- From: Glenn Maynard <glenn@zewt.org>
- Date: Wed, 21 Mar 2012 08:54:35 -0500
On Wed, Mar 21, 2012 at 3:27 AM, Jonas Sicking <jonas at sicking.cc> wrote: > 1) Create an API which forces consumers to do state handling. Probably > leading to people creating wrappers which essentially implement option > 3 > It's not the same. Please look at how ISO-2022 works: the stream has *long-lived* state, with escape sequences that change the meaning of later code sequences in the stream. For example, you have to remember whether GR is encoding G1, G2 or G3. This can't be stored merely by remembering the next input byte you have to start at. As Yui said, the sort of state UTF-8 has isn't what people mean when we talk about "stateful encodings". On Wed, Mar 21, 2012 at 3:34 AM, NARUSE, Yui <naruse at airemix.jp> wrote: > For streaming conversion, it needs state even if the encoding is stateless. > When the given partial input is finished at the middle of a character > like "\xE3\x81\x82\xC2", the conversion consumes 4 bytes, output one > character > "\u3042", and remember the partial bytes "\xC2". This bytes is the state. > You don't need to do that.
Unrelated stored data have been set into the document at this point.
use crate::config::RelayConfig;
use crate::error::{RelayError, Result};
use crate::logs::{LogEntry, LogQueryClient, LogStore};
use crate::params::{ConfigResolver, ParameterStore, RelayTargets};
use crate::slack::{format_message, Notifier};
use crate::window::TimeWindow;
use serde::{Deserialize, Serialize};
use std::sync::Arc;

pub const NO_ERRORS_BODY: &str = "No errors found";
pub const DELIVERED_BODY: &str = "Sent to Slack";

/// Triggering event. Only `time` is read; other alarm fields are ignored.
#[derive(Debug, Clone, Default, Deserialize, Serialize)]
pub struct AlarmEvent {
    #[serde(default)]
    pub time: Option<String>,
}

impl AlarmEvent {
    pub fn at(time: impl Into<String>) -> Self {
        Self {
            time: Some(time.into()),
        }
    }
}

/// Successful end states of one invocation.
#[derive(Debug, Clone, PartialEq, Eq)]
pub enum Outcome {
    NoMatches,
    Delivered { entries: usize },
}

#[derive(Debug, Clone, PartialEq, Eq, Deserialize, Serialize)]
#[serde(rename_all = "camelCase")]
pub struct RelayResponse {
    pub status_code: u16,
    pub body: String,
}

impl Outcome {
    pub fn into_response(self) -> RelayResponse {
        let body = match self {
            Outcome::NoMatches => NO_ERRORS_BODY,
            Outcome::Delivered { .. } => DELIVERED_BODY,
        };
        RelayResponse {
            status_code: 200,
            body: body.to_string(),
        }
    }
}

/// Alarm-to-notification pipeline with its backends injected.
///
/// Holds no per-invocation state, so one instance serves every invocation
/// of a warm runtime.
pub struct Pipeline {
    config: RelayConfig,
    resolver: ConfigResolver,
    query: LogQueryClient,
    notifier: Arc<dyn Notifier>,
}

impl Pipeline {
    pub fn new(
        config: RelayConfig,
        parameters: Arc<dyn ParameterStore>,
        logs: Arc<dyn LogStore>,
        notifier: Arc<dyn Notifier>,
    ) -> Result<Self> {
        let filter = config.filter.build()?;
        let resolver = ConfigResolver::new(parameters, config.parameters.decrypt);
        Ok(Self {
            config,
            resolver,
            query: LogQueryClient::new(logs, filter),
            notifier,
        })
    }

    pub async fn run(&self, event: &AlarmEvent) -> Result<Outcome> {
        let result = self.run_inner(event).await;
        if let Err(e) = &result {
            tracing::error!(kind = e.kind(), "Something went wrong: {}", e);
        }
        result
    }

    async fn run_inner(&self, event: &AlarmEvent) -> Result<Outcome> {
        let time = match event.time.as_deref() {
            Some(time) if !time.is_empty() => time,
            _ => return Err(RelayError::MissingTime),
        };

        let RelayTargets {
            log_group,
            webhook_url,
        } = match self.resolver.resolve_targets(&self.config.parameters).await {
            Ok(targets) => targets,
            Err(e) => return Err(e),
        };

        let window = match TimeWindow::for_alarm(time) {
            Ok(window) => window,
            Err(e) => return Err(e),
        };
        tracing::debug!("Alarm at {} -> querying {} from {}", time, log_group, window.start_millis);

        match self.query.query_errors(&log_group, window.start_millis).await {
            Ok(entries) if entries.is_empty() => {
                tracing::info!("No errors found - all good!");
                Ok(Outcome::NoMatches)
            }
            Ok(entries) => self.deliver(&webhook_url, &entries).await,
            Err(e) => Err(e),
        }
    }

    async fn deliver(&self, webhook_url: &str, entries: &[LogEntry]) -> Result<Outcome> {
        let message = format_message(entries);
        if self.notifier.send(webhook_url, &message).await {
            tracing::info!("Successfully sent {} error log(s) via {}", entries.len(), self.notifier.name());
            Ok(Outcome::Delivered {
                entries: entries.len(),
            })
        } else {
            Err(RelayError::DeliveryFailed {
                entries: entries.len(),
            })
        }
    }

    /// Runs the pipeline and maps success onto the HTTP-style response.
    pub async fn handle(&self, event: &AlarmEvent) -> Result<RelayResponse> {
        self.run(event).await.map(Outcome::into_response)
    }

    pub fn config(&self) -> &RelayConfig {
        &self.config
    }
}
You can simply convert as many output codepoints as can be *completely* converted. In this example, you'd consume 3 bytes and output one codepoint. You don't consume data that you can't immediately convert, so you don't have to buffer anything. (We don't have to do it that way, of course; just pointing out that you don't *need* special state for streaming encodings like UTF-8.) Anyway, they need error if the byte sequence is invalid for the encoding. > Errors were discussed previously: by default errors output U+FFFD (or another replacement character, for encoding unsupported characters to non-Unicode encodings), and we may have an option to turn it into an exception. -- Glenn Maynard
Received on Wednesday, 21 March 2012 06:54:35 UTC